Lompat ke konten Lompat ke sidebar Lompat ke footer

Definisi Mangrove, Sebaran, Vegetasi, Ciri-ciri Ekosistem dan Zonasi Hutan Mangrove



Indonesia merupakan negara kepulauan terbesar yang memiliki sekitar 17.500 pulau dengan panjang pantai sekitar 81.000 km, sehingga negara kita memiliki potensi sumber daya wilayah pesisir laut yang besar. Ekosistem pesisir laut merupakan sumber daya alam yang produktif sebagai penyedia energi bagi kehidupan komunitas di dalamnya. Selain itu ekosistem pesisir dan laut mempunyai potensi sebagai sumber bahan pangan, pertambangan dan mineral, energi, kawasan rekreasi dan pariwista. Hal ini menunjukkan bahwa ekosistem pesisir dan laut merupakan aset yang tak ternilai harganya di masa yang akan datang. 

Ekosistem pesisir dan laut meliputi estuaria, hutan mangrove, padang lamun, terumbu karang, ekosistem pantai dan ekosistem pulau-pulau kecil. Komponen-komponen yang menyusun ekosistem pesisir dan laut tersebut perlu dijaga dan dilestarikan karena menyimpan sumber keanekaragaman hayati dan plasma nutfah. Salah satu komponen ekosistem pesisir dan laut adalah hutan mangrove.

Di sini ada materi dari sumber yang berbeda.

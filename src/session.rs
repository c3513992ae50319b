//! Session boundary: open loads the persisted wallet, close saves it and
//! releases the store.

use crate::config::Config;
use crate::error::Result;
use crate::store::SecureStore;
use crate::types::{RevealState, WalletRecord};
use crate::wallet::{Bip32Engine, KeyEngine, WalletManager};
use tracing::{info, warn};

/// One interactive session over the wallet record
pub struct WalletSession<E = Bip32Engine> {
    manager: WalletManager<E>,
    record: WalletRecord,
    reveal: RevealState,
}

impl WalletSession<Bip32Engine> {
    /// Open the store described by `config` and load the wallet
    pub async fn open_with_config(config: &Config) -> Result<Self> {
        let store = SecureStore::open(
            &config.database_path,
            &config.namespace,
            config.master_password.as_deref(),
        )
        .await?;

        let manager = WalletManager::with_default_engine(store, config.policy.clone());
        Self::open(manager).await
    }
}

impl<E: KeyEngine> WalletSession<E> {
    /// Start a session by loading the last persisted record
    pub async fn open(manager: WalletManager<E>) -> Result<Self> {
        let record = manager.load().await?;

        if let Err(e) = record.check_consistency() {
            warn!("[Session] {}", e);
        }
        info!(
            "[Session] Opened ({})",
            if record.is_empty() { "no wallet" } else { "wallet present" }
        );

        Ok(Self {
            manager,
            record,
            reveal: RevealState::default(),
        })
    }

    pub fn record(&self) -> &WalletRecord {
        &self.record
    }

    /// A displayable wallet is present (all three fields set)
    pub fn has_wallet(&self) -> bool {
        self.record.is_complete()
    }

    /// Any field is stored, even when the record is incomplete. A stored
    /// recovery phrase alone is enough to restore the wallet.
    pub fn has_key_material(&self) -> bool {
        !self.record.is_empty()
    }

    pub fn manager(&self) -> &WalletManager<E> {
        &self.manager
    }

    /// Generate a new wallet with the configured policy and persist it.
    ///
    /// On failure the session keeps its previous record and the store keeps
    /// its previous contents.
    pub async fn regenerate(&mut self) -> Result<&WalletRecord> {
        let record = self.manager.generate_default()?;
        self.manager.save(&record).await?;
        self.record = record;
        Ok(&self.record)
    }

    pub fn reveal_state(&self) -> RevealState {
        self.reveal
    }

    /// Flip recovery phrase visibility, returning the new state
    pub fn toggle_recovery(&mut self) -> bool {
        self.reveal.toggle();
        self.reveal.show_recovery
    }

    /// The phrase, only while revealed
    pub fn visible_phrase(&self) -> Option<&str> {
        (self.reveal.show_recovery && !self.record.mnemonic_phrase.is_empty())
            .then_some(self.record.mnemonic_phrase.as_str())
    }

    /// End the session: save the current record and release the store.
    ///
    /// The store is released even when the save fails.
    pub async fn close(self) -> Result<()> {
        let result = if self.record.is_empty() {
            Ok(())
        } else {
            self.manager.save(&self.record).await
        };

        self.manager.into_store().close().await;
        info!("[Session] Closed");
        result
    }
}
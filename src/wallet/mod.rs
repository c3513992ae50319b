//! Wallet management module
//!
//! Provides the HD key engine, wallet generation and the encrypted
//! persistence protocol.

mod encryption;
mod engine;
mod manager;

pub use encryption::{MasterKey, SealedValue, SALT_LEN};
pub use engine::{Bip32Engine, KeyEngine, MnemonicHandle};
pub use manager::{WalletManager, PRIVATE_KEY, PUBLIC_KEY, RECOVERY_PHRASE};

Hutan bakau atau disebut juga hutan mangrove adalah hutan yang tumbuh di atas rawa-rawa berair payau yang terletak pada garis pantai dan dipengaruhi oleh pasang-surut air laut. Hutan ini tumbuh khususnya di tempat-tempat di mana terjadi pelumpuran dan akumulasi bahan organik. Baik di teluk-teluk yang terlindung dari gempuran ombak, maupun di sekitar muara sungai di mana air melambat dan mengendapkan lumpur yang dibawanya dari hulu. Ekosistem hutan bakau bersifat khas, baik karena adanya pelumpuran yang mengakibatkan kurangnya aerasi tanah; salinitas tanahnya yang tinggi; serta mengalami daur penggenangan oleh pasang-surut air laut. Hanya sedikit jenis tumbuhan yang bertahan hidup di tempat semacam ini, dan jenis-jenis ini kebanyakan bersifat khas hutan bakau karena telah melewati proses adaptasi dan evolusi.

Definisi Mangrove


Kata ‘mangrove’ merupakan kombinasi antara bahasa Portugis mangue dan bahasa Inggris grove. Dalam bahasa Inggris, kata mangrove digunakan untuk komunitas tumbuhan yang tumbuh di daerah jangkauan pasang surut dan untuk individu-individu spesies tumbuhan yang menyusun komunitas tersebut. Sedang dalam bahasa Portugis kata ’mangrove’ digunakan untuk menyatakan individu spesies tumbuhan, sedangkan kata ’mangal’ digunakan untuk menyatakan komunitas tumbuhan tersebut. Sedangkan menurut FAO, kata mangrove sebaiknya digunakan untuk individu jenis tumbuhan maupun komunitas tumbuhan yang hidup di daerah pasang surut.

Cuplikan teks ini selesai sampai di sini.